One of the most terrifying episodes The X Files ever did was called "Folie à Deux."  In the opening scene, a man sees his boss not as a human but as a hideous-looking insectile alien who is, one by one, turning the workers in the company into undead zombies.

The worst part is that he's the only one who sees all of this.  Everyone else thinks everything is perfectly normal.

The episode captures in appropriately ghastly fashion the horror of psychosis -- the absolute conviction that the awful things you're experiencing are real despite everyone's reassurance that they're not.  In the show, of course, they are real; it's the people who aren't seeing it who are delusional.  But when this sort of thing happens in the real world, it is one of the scariest things I can imagine.  As I made the point in my neuroscience classes, your brain is taking the information it receives from your sensory organs and trying to assemble a picture of reality from those inputs; if something goes wrong, and the brain puts that information together incorrectly, that flawed picture becomes your reality.  At that point, there is no reliable way to distinguish reality from hallucination.

I was, unfortunately, reminded of that episode when a friend and loyal reader of Skeptophilia sent me a link yesterday to a story in NBC News Online about a man with prosopometamorphopsia, a (thank heaven) rare disorder that causes the patient's perception of human faces to go awry.  When he looks at another person, he sees their face as grotesquely stretched, with deep grooves in the forehead and cheeks.

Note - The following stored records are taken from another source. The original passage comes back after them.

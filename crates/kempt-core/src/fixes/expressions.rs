//! Redundant parentheses removal

use rowan::{GreenNode, NodeOrToken, TextRange};

use super::{FixContext, Synthesis};
use crate::autofix::Replacement;
use crate::syntax::ast::{AstNode, ParenExpr};
use crate::syntax::green::{leading_trivia_of, trailing_trivia_of, with_leading_trivia, with_trailing_trivia};
use crate::syntax::nodes::{first_significant_token, last_significant_token, next_significant_token, prev_significant_token};
use crate::syntax::{SyntaxKind, SyntaxNode, SyntaxToken, TreeRewriter};
use crate::trivia::{Token, Trivia, TriviaPiece, retain_meaningful, without_leading_whitespace};

/// Replace a redundant parenthesized expression with its contents
///
/// Nested redundant parentheses are unwrapped in the same step, including
/// those deeper inside the expression. Comments and line breaks next to a
/// removed parenthesis move onto the expression that takes its place.
pub(super) fn remove_parentheses(context: &FixContext<'_>) -> Synthesis {
    let open = context.anchor.token();
    let Some(outer) = open
        .parent()
        .and_then(ParenExpr::cast)
        .filter(|paren| paren.l_paren().as_ref() == Some(open))
    else {
        return Err(context.decline("violation does not point at an opening parenthesis"));
    };
    if !outer.is_complete() {
        return Err(context.decline("parenthesized expression is incomplete"));
    }
    if !outer.is_redundant() {
        return Err(context.decline("parentheses are required here"));
    }
    let Some(replacement) = unwrapped(&outer) else {
        return Err(context.decline("parenthesized expression is incomplete"));
    };

    Ok(Replacement::tree(
        NodeOrToken::Node(outer.syntax().clone()),
        vec![NodeOrToken::Node(replacement)],
    ))
}

/// `outer` without its parentheses, carrying their trivia
fn unwrapped(outer: &ParenExpr) -> Option<GreenNode> {
    let open = outer.l_paren()?;
    let close = outer.r_paren()?;
    // Whitespace after the outer `(` is dropped when some already precedes it
    let spaced_before = open.prev_token().is_some_and(|t| t.kind().is_trivia());

    let mut leading: Vec<TriviaPiece> = Vec::new();
    let mut trailing: Vec<TriviaPiece> = Vec::new();
    let mut current = outer.clone();
    let inner = loop {
        let (Some(l_paren), Some(r_paren), Some(expression)) =
            (current.l_paren(), current.r_paren(), current.expression())
        else {
            return None;
        };
        let is_outer = &current == outer;
        let l_view = Token::new(l_paren);
        let r_view = Token::new(r_paren);

        if is_outer {
            leading.extend(pieces(l_view.leading()));
        } else {
            leading.extend(pieces(&retain_meaningful(l_view.leading())));
        }
        let after_open = retain_meaningful(l_view.trailing());
        if is_outer && spaced_before {
            leading.extend(pieces(&without_leading_whitespace(&after_open)));
        } else {
            leading.extend(pieces(&after_open));
        }

        let mut closing = pieces(&retain_meaningful(r_view.leading()));
        if is_outer {
            closing.extend(pieces(r_view.trailing()));
        } else {
            closing.extend(pieces(&retain_meaningful(r_view.trailing())));
        }
        closing.extend(trailing);
        trailing = closing;

        match ParenExpr::cast(expression.clone()) {
            Some(nested) if nested.is_redundant_in_place_of(outer) => current = nested,
            _ => break expression,
        }
    };

    let green = without_redundant_descendants(&inner);
    leading.extend(leading_trivia_of(&green));
    let mut inner_trailing = trailing_trivia_of(&green);
    inner_trailing.extend(trailing);
    let mut trailing = inner_trailing;

    let detached = SyntaxNode::new_root(green.clone());
    if leading.is_empty() {
        let before = prev_significant_token(&open);
        if glued(before.as_ref(), first_significant_token(&detached).as_ref(), &open) {
            leading.push(TriviaPiece::whitespace(" "));
        }
    }
    if trailing.is_empty() {
        let after = next_significant_token(&close);
        if glued(last_significant_token(&detached).as_ref(), after.as_ref(), &close) {
            trailing.push(TriviaPiece::whitespace(" "));
        }
    }

    Some(with_trailing_trivia(&with_leading_trivia(&green, &leading), &trailing))
}

/// Copy of `node` with every outermost redundant parenthesized descendant
/// unwrapped
fn without_redundant_descendants(node: &SyntaxNode) -> GreenNode {
    let mut rewriter = TreeRewriter::new();
    let mut covered: Option<TextRange> = None;
    for descendant in node.descendants().skip(1) {
        if covered.is_some_and(|range| range.contains_range(descendant.text_range())) {
            continue;
        }
        let Some(paren) = ParenExpr::cast(descendant.clone()).filter(ParenExpr::is_redundant) else {
            continue;
        };
        if let Some(green) = unwrapped(&paren) {
            covered = Some(descendant.text_range());
            rewriter.replace(NodeOrToken::Node(descendant), vec![NodeOrToken::Node(green)]);
        }
    }
    rewriter.rewrite(node)
}

fn pieces(list: &[Trivia]) -> Vec<TriviaPiece> {
    list.iter().map(Trivia::piece).collect()
}

fn is_word(token: &SyntaxToken) -> bool {
    let kind = token.kind();
    kind == SyntaxKind::Ident || kind.is_keyword() || kind.is_literal()
}

/// `left` and `right` are words that would touch once the parenthesis
/// between them is gone; `paren` is the removed parenthesis, and touches the
/// word on its other side
fn glued(left: Option<&SyntaxToken>, right: Option<&SyntaxToken>, paren: &SyntaxToken) -> bool {
    let (Some(left), Some(right)) = (left, right) else {
        return false;
    };
    let touching = if paren.kind() == SyntaxKind::LParen {
        left.text_range().end() == paren.text_range().start()
    } else {
        paren.text_range().end() == right.text_range().start()
    };
    touching && is_word(left) && is_word(right)
}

Computer-generated images of what the patient describes seeing [Image credit: Antônio Mello, Dartmouth University]

Weirdly, it doesn't happen when he looks at a drawing or a photograph; only actual faces trigger the shift.  A moving face -- someone talking, for example -- accentuates the distortion.

Some people with prosopometamorphopsia (PMO) have it from birth; most, though, acquire it through physical damage to the brain, such as a stroke or traumatic brain injury.  The patient who was the first subject of this study shows up in MRI images with a lesion on the left side of his brain that is undoubtedly the origin of the distorted perception.  As far as the origin of that, he had a severe concussion in his forties (he's now 59), but also suffered from accidental carbon monoxide poisoning four months before the onset of symptoms.  Which of those is the root cause of the lesion, or if it's from something else entirely, is unknown.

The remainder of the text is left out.